(Task description)
Transcribe the records in full.

+ + +

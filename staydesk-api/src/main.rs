use std::net::SocketAddr;
use std::sync::Arc;

use anyhow::Context;
use staydesk_api::{
    app,
    state::{AppState, AuthConfig, GuestSettings},
};
use staydesk_store::app_config::{Backend, Config};
use staydesk_store::{
    DbClient, EventProducer, RedisClient, StoreBookingRepository, StoreHotelRepository,
    StoreLinkRepository,
};
use tracing_subscriber::{layer::SubscriberExt, util::SubscriberInitExt};

#[tokio::main]
async fn main() -> anyhow::Result<()> {
    tracing_subscriber::registry()
        .with(
            tracing_subscriber::EnvFilter::try_from_default_env()
                .unwrap_or_else(|_| "staydesk_api=debug,tower_http=debug,axum::rejection=trace".into()),
        )
        .with(tracing_subscriber::fmt::layer())
        .init();

    let config = Config::load().context("Failed to load config")?;
    tracing::info!("Starting StayDesk API on port {}", config.server.port);

    let auth = AuthConfig::from_config(&config);
    let guest = GuestSettings::from_config(&config);

    let app_state = match config.server.backend {
        Backend::Memory => {
            tracing::warn!("Running with in-memory storage; nothing survives a restart");
            AppState::in_memory(auth, guest)
        }
        Backend::Postgres => build_state(&config, auth, guest).await?,
    };

    let app = app(app_state);

    let addr = SocketAddr::from(([0, 0, 0, 0], config.server.port));
    tracing::info!("Listening on {}", addr);

    let listener = tokio::net::TcpListener::bind(addr)
        .await
        .with_context(|| format!("Failed to bind {}", addr))?;
    axum::serve(listener, app.into_make_service_with_connect_info::<SocketAddr>())
        .await
        .context("Server error")?;
    Ok(())
}

async fn build_state(config: &Config, auth: AuthConfig, guest: GuestSettings) -> anyhow::Result<AppState> {
    // Postgres Connection
    let db = DbClient::new(&config.database.url, config.database.max_connections)
        .await
        .context("Failed to connect to Postgres")?;
    db.migrate().await.context("Failed to run migrations")?;

    // Redis Connection
    let redis = Arc::new(
        RedisClient::new(&config.redis.url)
            .await
            .context("Failed to connect to Redis")?,
    );

    // Kafka Connection
    let kafka = Arc::new(EventProducer::new(&config.kafka.brokers).context("Failed to create Kafka producer")?);

    Ok(AppState {
        hotel_repo: Arc::new(StoreHotelRepository::new(db.pool.clone())),
        booking_repo: Arc::new(StoreBookingRepository::new(db.pool.clone())),
        link_repo: Arc::new(StoreLinkRepository::new(db.pool.clone())),
        drafts: redis.clone(),
        events: kafka.clone(),
        mail: kafka,
        redis: Some(redis),
        rate_limit_per_minute: config.server.rate_limit_per_minute,
        auth,
        guest,
    })
}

+ + +

(Result of this exercise)
filename staydesk-api/src/main.rs
use std::net::SocketAddr;
use std::sync::Arc;

use anyhow::Context;
use staydesk_api::{
    app,
    state::{AppState, AuthConfig, GuestSettings},
};
use staydesk_store::app_config::{Backend, Config};
use staydesk_store::{
    DbClient, EventProducer, RedisClient, StoreBookingRepository, StoreHotelRepository,
    StoreLinkRepository,
};
use tracing_subscriber::{layer::SubscriberExt, util::SubscriberInitExt};

#[tokio::main]
async fn main() -> anyhow::Result<()> {
    tracing_subscriber::registry()
        .with(
            tracing_subscriber::EnvFilter::try_from_default_env()
                .unwrap_or_else(|_| "staydesk_api=debug,tower_http=debug,axum::rejection=trace".into()),
        )
        .with(tracing_subscriber::fmt::layer())
        .init();

    let config = Config::load().context("Failed to load config")?;
    tracing::info!("Starting StayDesk API on port {}", config.server.port);

    let auth = AuthConfig::from_config(&config);
    let guest = GuestSettings::from_config(&config);

    let app_state = match config.server.backend {
        Backend::Memory => {
            tracing::warn!("Running with in-memory storage; nothing survives a restart");
            AppState::in_memory(auth, guest)
        }
        Backend::Postgres => build_state(&config, auth, guest).await?,
    };

    let app = app(app_state);

    let addr = SocketAddr::from(([0, 0, 0, 0], config.server.port));
    tracing::info!("Listening on {}", addr);

    let listener = tokio::net::TcpListener::bind(addr)
        .await
        .with_context(|| format!("Failed to bind {}", addr))?;
    axum::serve(listener, app.into_make_service_with_connect_info::<SocketAddr>())
        .await
        .context("Server error")?;
    Ok(())
}

async fn build_state(config: &Config, auth: AuthConfig, guest: GuestSettings) -> anyhow::Result<AppState> {
    // Postgres Connection
    let db = DbClient::new(&config.database.url, config.database.max_connections)
        .await
        .context("Failed to connect to Postgres")?;
    db.migrate().await.context("Failed to run migrations")?;

    // Redis Connection
    let redis = Arc::new(
        RedisClient::new(&config.redis.url)
            .await
            .context("Failed to connect to Redis")?,
    );

    // Kafka Connection
    let kafka = Arc::new(EventProducer::new(&config.kafka.brokers).context("Failed to create Kafka producer")?);

    Ok(AppState {
        hotel_repo: Arc::new(StoreHotelRepository::new(db.pool.clone())),
        booking_repo: Arc::new(StoreBookingRepository::new(db.pool.clone())),
        link_repo: Arc::new(StoreLinkRepository::new(db.pool.clone())),
        drafts: redis.clone(),
        events: kafka.clone(),
        mail: kafka,
        redis: Some(redis),
        rate_limit_per_minute: config.server.rate_limit_per_minute,
        auth,
        guest,
    })
}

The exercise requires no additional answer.